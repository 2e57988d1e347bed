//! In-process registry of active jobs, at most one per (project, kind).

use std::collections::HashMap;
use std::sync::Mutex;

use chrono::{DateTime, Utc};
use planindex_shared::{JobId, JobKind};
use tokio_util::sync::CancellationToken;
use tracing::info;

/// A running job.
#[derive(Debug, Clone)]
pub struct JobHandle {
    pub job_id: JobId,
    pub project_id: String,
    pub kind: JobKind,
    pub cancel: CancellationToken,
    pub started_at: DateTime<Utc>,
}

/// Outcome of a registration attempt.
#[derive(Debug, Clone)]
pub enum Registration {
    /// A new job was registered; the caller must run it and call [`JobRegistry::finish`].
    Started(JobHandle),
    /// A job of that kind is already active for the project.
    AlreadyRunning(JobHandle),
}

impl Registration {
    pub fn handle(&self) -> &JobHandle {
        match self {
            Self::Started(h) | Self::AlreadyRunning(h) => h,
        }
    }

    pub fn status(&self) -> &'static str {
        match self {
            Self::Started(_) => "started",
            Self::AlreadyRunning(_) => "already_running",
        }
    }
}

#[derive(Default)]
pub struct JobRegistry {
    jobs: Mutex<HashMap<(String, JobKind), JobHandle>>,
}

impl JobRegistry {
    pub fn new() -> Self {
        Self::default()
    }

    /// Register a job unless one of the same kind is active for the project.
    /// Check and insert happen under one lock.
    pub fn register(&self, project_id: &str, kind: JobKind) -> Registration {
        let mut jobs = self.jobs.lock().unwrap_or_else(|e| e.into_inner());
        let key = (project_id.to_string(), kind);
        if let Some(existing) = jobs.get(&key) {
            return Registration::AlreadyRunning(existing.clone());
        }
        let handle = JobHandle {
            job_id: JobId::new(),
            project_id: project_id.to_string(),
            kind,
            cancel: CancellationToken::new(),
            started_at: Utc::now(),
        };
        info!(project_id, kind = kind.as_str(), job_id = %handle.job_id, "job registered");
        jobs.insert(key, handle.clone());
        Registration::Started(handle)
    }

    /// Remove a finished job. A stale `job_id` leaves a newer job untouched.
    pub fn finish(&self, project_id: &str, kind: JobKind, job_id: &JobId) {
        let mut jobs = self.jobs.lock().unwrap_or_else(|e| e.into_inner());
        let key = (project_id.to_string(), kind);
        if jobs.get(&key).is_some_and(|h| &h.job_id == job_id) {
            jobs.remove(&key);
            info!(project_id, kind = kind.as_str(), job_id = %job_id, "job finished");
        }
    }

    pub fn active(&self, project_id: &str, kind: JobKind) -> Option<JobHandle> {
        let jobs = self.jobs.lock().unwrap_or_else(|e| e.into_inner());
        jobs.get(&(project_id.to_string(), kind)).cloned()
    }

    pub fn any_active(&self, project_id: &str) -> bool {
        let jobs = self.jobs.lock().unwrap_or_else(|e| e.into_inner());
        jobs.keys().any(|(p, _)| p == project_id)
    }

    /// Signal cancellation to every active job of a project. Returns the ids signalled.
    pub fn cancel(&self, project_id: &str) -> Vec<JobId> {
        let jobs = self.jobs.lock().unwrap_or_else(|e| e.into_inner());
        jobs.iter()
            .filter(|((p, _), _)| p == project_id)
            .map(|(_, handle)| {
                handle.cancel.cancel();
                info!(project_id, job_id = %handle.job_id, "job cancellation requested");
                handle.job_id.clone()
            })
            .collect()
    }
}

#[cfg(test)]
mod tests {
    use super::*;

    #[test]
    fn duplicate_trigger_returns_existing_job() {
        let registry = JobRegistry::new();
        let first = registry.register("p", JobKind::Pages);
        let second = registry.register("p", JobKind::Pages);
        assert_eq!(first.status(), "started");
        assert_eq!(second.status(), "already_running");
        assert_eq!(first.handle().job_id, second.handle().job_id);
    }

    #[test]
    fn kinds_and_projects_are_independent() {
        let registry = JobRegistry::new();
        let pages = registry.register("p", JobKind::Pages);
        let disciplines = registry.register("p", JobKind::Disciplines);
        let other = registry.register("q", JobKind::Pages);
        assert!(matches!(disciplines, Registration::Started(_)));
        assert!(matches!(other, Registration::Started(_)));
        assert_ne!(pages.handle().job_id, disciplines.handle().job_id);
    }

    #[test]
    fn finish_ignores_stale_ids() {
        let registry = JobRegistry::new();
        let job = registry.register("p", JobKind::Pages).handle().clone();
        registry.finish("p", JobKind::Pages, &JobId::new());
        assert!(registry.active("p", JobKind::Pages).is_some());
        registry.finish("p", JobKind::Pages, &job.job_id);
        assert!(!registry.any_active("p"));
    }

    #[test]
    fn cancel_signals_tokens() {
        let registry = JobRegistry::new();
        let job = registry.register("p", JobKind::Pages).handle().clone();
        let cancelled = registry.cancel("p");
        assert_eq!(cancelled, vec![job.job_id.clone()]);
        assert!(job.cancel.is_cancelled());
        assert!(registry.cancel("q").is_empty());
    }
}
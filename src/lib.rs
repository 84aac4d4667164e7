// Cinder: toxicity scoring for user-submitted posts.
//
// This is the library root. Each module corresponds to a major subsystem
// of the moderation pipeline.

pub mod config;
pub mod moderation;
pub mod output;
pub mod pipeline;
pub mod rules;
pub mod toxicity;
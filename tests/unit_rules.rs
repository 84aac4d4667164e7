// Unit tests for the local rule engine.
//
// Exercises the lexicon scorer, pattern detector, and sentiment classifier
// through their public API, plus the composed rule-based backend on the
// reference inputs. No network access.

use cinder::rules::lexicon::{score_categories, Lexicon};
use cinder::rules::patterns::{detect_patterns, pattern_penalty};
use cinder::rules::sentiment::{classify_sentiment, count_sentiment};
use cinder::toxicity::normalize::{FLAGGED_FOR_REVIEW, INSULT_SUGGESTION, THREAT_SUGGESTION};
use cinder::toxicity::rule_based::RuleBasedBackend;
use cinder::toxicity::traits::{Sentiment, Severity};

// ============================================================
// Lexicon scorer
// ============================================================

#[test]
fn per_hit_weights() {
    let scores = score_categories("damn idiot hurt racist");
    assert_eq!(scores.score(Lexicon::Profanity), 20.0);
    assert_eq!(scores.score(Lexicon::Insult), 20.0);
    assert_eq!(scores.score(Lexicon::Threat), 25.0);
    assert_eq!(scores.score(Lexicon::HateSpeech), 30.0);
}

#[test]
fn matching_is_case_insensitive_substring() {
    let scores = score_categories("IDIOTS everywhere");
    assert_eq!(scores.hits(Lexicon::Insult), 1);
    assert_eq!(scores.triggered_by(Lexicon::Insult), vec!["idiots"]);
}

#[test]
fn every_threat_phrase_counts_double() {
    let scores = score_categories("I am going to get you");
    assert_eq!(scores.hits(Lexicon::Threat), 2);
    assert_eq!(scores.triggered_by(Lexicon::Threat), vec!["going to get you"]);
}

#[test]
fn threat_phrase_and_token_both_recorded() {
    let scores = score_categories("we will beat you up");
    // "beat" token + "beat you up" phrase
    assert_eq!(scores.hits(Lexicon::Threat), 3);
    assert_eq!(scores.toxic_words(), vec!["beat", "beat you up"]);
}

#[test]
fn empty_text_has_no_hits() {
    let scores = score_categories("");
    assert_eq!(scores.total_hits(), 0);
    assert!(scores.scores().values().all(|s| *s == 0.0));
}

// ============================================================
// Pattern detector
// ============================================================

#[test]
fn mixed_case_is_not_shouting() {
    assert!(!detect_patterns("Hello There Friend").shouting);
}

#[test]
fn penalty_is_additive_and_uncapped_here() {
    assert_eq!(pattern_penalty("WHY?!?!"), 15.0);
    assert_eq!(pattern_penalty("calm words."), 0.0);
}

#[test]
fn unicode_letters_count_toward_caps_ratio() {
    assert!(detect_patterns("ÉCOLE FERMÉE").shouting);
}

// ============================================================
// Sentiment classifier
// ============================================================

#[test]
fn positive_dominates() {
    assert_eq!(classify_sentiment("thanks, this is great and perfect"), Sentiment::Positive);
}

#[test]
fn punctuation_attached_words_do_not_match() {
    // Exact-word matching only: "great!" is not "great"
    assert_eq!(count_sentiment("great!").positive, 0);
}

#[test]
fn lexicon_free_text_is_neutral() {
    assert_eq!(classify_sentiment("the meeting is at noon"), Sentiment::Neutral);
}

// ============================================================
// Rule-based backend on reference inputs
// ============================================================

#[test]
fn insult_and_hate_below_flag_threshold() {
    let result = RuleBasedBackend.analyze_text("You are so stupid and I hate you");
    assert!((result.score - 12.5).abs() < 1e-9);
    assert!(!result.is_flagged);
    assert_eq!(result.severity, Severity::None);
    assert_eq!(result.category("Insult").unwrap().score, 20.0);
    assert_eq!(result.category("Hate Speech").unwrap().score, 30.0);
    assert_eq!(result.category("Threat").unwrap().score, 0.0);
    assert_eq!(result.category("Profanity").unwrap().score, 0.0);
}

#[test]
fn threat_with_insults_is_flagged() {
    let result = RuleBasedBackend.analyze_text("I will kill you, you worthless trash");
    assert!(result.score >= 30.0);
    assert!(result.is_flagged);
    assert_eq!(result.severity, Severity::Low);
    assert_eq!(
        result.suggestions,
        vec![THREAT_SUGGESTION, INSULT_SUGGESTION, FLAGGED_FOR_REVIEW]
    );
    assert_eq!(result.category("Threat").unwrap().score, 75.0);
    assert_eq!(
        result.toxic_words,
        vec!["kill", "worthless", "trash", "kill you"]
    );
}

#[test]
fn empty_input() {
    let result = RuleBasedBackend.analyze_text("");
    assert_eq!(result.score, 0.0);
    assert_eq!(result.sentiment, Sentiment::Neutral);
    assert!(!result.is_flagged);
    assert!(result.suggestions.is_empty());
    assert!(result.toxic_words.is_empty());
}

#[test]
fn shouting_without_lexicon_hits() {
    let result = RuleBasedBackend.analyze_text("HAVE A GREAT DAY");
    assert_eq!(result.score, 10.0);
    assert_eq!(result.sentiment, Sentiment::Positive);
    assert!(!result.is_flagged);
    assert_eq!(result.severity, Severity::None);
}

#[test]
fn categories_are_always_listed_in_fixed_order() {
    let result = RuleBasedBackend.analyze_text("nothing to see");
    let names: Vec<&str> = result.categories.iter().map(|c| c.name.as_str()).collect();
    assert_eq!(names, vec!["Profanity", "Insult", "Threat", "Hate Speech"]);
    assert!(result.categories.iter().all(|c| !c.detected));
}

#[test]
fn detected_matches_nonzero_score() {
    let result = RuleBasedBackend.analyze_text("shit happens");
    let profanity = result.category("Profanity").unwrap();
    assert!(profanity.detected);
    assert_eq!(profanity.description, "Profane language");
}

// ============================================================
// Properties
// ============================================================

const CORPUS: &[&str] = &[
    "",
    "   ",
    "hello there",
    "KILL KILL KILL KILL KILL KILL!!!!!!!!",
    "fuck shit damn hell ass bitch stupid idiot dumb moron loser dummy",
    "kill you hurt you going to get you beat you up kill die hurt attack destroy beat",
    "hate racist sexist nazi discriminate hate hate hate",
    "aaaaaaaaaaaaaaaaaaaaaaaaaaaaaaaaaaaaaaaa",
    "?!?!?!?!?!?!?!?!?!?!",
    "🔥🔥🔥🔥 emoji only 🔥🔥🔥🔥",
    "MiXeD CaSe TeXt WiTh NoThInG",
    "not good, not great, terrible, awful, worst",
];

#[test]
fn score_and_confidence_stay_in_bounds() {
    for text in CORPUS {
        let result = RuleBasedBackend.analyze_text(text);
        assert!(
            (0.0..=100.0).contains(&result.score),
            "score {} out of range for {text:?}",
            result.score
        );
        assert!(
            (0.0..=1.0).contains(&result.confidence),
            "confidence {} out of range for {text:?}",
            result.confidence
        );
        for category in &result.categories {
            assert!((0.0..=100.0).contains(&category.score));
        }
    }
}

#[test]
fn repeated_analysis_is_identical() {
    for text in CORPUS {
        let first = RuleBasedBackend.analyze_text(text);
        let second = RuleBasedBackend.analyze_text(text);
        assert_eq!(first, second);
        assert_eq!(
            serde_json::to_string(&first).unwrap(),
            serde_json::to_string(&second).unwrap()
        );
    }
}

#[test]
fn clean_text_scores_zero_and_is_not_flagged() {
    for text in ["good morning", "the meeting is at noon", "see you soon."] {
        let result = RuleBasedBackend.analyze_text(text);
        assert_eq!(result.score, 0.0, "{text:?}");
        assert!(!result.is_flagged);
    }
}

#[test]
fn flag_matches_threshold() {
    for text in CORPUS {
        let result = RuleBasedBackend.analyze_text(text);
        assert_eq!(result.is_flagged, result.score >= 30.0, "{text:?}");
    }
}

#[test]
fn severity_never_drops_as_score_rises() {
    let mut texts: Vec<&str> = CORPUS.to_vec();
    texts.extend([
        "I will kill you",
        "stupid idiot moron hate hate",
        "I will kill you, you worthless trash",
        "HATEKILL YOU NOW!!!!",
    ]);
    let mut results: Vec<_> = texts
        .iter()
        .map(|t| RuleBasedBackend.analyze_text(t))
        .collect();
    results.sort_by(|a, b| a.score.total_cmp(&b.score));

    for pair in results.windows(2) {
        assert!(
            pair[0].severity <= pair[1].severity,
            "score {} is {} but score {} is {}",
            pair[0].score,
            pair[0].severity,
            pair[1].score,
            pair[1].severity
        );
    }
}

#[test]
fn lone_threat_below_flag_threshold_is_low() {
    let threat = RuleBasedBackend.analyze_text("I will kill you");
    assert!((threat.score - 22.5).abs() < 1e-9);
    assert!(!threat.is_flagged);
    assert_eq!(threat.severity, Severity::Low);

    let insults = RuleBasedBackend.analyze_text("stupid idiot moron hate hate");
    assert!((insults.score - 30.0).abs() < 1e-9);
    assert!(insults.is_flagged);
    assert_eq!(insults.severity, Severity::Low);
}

··········

What needs to be done
In the entries above, copy each line that contains the string "CancellationToken".

Output for this task
use tokio_util::sync::CancellationToken;
    pub cancel: CancellationToken,
            cancel: CancellationToken::new(),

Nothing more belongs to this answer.